TASK INSTRUCTIONS
If a line in the records below contains "StorageDevice", copy that line.

Stored items
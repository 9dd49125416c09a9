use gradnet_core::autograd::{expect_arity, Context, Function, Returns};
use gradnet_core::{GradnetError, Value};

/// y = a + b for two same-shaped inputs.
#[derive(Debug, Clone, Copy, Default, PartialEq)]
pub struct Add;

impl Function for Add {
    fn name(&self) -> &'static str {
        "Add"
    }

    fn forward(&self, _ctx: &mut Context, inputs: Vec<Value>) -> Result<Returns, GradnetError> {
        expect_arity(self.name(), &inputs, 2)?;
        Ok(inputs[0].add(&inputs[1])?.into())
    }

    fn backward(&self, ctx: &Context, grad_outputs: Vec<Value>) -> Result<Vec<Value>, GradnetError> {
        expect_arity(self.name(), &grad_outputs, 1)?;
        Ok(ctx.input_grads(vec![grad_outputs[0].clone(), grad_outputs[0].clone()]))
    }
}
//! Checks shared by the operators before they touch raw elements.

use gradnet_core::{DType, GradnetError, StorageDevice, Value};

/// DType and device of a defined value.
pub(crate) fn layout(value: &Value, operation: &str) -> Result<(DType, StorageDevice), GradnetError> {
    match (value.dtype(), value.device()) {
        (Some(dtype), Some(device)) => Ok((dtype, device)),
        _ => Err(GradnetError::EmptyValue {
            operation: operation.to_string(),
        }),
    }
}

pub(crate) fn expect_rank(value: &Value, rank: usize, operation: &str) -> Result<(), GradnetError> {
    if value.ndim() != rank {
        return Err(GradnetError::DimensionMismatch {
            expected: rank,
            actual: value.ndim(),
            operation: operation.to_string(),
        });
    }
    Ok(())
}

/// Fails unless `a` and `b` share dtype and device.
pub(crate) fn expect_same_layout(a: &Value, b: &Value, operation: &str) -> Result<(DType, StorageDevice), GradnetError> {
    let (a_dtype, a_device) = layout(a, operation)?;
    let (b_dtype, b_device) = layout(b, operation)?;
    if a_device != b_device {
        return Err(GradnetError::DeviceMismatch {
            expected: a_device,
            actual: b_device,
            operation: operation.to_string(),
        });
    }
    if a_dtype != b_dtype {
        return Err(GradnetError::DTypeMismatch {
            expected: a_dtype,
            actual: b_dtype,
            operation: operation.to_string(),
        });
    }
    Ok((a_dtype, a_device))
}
...
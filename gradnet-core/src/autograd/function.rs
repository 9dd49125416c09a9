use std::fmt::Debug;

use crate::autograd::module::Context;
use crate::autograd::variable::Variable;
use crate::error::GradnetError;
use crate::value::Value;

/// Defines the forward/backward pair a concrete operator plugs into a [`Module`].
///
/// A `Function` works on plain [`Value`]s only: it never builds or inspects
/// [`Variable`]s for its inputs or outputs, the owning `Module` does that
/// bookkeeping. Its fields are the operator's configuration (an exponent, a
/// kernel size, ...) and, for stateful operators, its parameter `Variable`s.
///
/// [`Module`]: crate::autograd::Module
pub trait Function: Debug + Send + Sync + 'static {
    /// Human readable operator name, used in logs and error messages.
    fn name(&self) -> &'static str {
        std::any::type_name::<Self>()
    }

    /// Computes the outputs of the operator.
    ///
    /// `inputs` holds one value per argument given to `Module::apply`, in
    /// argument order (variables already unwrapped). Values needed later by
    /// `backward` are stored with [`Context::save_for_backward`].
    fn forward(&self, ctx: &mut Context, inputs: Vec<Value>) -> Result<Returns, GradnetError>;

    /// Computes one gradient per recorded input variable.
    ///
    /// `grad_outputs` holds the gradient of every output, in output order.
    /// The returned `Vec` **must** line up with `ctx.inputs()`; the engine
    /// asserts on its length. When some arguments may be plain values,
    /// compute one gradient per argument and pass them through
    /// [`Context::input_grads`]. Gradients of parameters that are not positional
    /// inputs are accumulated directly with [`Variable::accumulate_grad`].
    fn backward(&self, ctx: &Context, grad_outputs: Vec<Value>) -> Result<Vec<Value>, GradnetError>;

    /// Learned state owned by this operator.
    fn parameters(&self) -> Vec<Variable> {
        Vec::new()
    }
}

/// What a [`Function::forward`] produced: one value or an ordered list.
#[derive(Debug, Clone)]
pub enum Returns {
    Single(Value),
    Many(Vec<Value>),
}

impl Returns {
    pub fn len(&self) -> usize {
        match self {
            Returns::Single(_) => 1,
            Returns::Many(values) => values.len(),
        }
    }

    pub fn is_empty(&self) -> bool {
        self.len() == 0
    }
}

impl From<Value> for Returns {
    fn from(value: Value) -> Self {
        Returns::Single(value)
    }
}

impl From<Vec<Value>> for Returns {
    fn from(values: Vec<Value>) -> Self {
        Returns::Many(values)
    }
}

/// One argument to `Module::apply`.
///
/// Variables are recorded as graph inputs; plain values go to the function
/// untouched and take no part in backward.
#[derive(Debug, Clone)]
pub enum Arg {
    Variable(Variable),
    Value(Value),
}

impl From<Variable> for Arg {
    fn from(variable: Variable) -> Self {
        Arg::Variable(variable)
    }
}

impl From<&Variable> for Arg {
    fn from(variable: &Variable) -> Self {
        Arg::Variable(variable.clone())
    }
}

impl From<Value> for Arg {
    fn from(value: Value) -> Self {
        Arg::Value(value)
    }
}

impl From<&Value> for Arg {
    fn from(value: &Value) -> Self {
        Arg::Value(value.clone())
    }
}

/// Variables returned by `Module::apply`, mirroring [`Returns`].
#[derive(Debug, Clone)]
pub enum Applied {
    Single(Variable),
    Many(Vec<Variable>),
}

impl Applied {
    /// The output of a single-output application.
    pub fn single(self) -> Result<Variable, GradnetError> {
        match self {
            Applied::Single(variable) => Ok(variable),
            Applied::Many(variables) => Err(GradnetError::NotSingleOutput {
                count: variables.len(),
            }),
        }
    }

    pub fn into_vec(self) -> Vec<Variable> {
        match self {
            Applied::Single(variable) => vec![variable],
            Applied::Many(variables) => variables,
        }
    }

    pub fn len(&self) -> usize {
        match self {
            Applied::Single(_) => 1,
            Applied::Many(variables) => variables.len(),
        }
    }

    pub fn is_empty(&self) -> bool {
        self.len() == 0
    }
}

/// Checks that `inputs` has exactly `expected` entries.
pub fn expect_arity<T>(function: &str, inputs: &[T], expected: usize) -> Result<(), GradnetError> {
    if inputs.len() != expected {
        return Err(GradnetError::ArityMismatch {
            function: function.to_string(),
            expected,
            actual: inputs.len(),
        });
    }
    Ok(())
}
==
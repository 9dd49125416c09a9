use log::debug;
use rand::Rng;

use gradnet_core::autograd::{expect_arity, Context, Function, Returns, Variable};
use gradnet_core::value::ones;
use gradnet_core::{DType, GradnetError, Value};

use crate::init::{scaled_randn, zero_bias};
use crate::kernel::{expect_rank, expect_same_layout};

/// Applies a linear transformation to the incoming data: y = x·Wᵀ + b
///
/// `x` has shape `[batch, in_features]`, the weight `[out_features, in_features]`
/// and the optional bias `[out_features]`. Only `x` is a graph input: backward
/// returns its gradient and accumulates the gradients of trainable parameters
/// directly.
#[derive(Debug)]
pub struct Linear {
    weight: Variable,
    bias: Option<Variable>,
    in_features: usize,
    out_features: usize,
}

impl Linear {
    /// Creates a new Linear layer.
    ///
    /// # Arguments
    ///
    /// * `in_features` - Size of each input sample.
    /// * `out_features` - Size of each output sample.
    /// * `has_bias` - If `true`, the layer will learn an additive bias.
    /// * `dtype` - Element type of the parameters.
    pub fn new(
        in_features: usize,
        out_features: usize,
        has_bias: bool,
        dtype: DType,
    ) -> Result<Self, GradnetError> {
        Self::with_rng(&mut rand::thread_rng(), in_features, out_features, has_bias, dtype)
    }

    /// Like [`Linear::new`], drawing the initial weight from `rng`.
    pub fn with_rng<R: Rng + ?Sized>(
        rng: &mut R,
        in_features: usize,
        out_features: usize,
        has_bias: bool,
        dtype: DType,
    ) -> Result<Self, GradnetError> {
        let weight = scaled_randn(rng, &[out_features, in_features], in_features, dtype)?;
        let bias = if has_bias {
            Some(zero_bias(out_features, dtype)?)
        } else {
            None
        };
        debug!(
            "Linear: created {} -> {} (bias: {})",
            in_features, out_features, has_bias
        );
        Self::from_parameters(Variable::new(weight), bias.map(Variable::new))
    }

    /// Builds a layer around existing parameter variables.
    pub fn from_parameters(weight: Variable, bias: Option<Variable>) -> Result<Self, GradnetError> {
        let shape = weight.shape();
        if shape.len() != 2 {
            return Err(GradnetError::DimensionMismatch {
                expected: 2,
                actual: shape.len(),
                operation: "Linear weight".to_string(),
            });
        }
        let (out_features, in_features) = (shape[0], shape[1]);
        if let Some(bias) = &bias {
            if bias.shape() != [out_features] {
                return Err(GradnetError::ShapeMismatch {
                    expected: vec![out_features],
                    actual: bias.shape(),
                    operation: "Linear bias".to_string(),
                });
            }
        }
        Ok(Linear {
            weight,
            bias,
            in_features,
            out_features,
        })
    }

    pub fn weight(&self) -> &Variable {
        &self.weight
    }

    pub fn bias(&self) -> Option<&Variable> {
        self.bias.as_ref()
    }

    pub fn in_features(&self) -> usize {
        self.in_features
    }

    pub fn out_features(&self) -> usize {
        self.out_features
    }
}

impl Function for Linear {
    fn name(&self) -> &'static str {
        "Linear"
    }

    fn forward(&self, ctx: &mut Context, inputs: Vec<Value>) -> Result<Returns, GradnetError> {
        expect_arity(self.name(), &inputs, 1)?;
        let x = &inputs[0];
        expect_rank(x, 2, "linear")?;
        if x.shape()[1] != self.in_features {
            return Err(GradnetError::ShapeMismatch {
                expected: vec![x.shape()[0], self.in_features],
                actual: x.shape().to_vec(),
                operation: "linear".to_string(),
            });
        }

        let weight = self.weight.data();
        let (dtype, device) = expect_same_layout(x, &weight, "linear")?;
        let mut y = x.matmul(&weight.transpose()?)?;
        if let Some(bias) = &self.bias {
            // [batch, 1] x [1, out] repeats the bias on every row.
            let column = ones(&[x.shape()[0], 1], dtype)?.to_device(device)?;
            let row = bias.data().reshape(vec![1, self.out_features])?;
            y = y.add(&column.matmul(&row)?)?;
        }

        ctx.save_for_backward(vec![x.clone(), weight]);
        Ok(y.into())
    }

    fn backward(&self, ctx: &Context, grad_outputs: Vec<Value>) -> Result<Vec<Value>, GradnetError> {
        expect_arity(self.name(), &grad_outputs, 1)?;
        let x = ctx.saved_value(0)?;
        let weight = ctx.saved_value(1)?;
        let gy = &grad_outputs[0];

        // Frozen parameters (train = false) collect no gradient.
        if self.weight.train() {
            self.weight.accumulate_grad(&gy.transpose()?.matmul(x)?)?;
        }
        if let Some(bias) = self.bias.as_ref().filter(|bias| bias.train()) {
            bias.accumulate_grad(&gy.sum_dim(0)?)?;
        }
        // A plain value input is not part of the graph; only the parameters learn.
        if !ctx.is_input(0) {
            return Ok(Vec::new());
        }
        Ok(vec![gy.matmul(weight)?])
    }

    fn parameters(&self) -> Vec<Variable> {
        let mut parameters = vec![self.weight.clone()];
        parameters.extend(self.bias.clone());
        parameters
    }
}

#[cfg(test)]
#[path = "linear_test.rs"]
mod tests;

THE COMPLETED TASK
use gradnet_core::{DType, GradnetError, StorageDevice, Value};
pub(crate) fn layout(value: &Value, operation: &str) -> Result<(DType, StorageDevice), GradnetError> {
pub(crate) fn expect_same_layout(a: &Value, b: &Value, operation: &str) -> Result<(DType, StorageDevice), GradnetError> {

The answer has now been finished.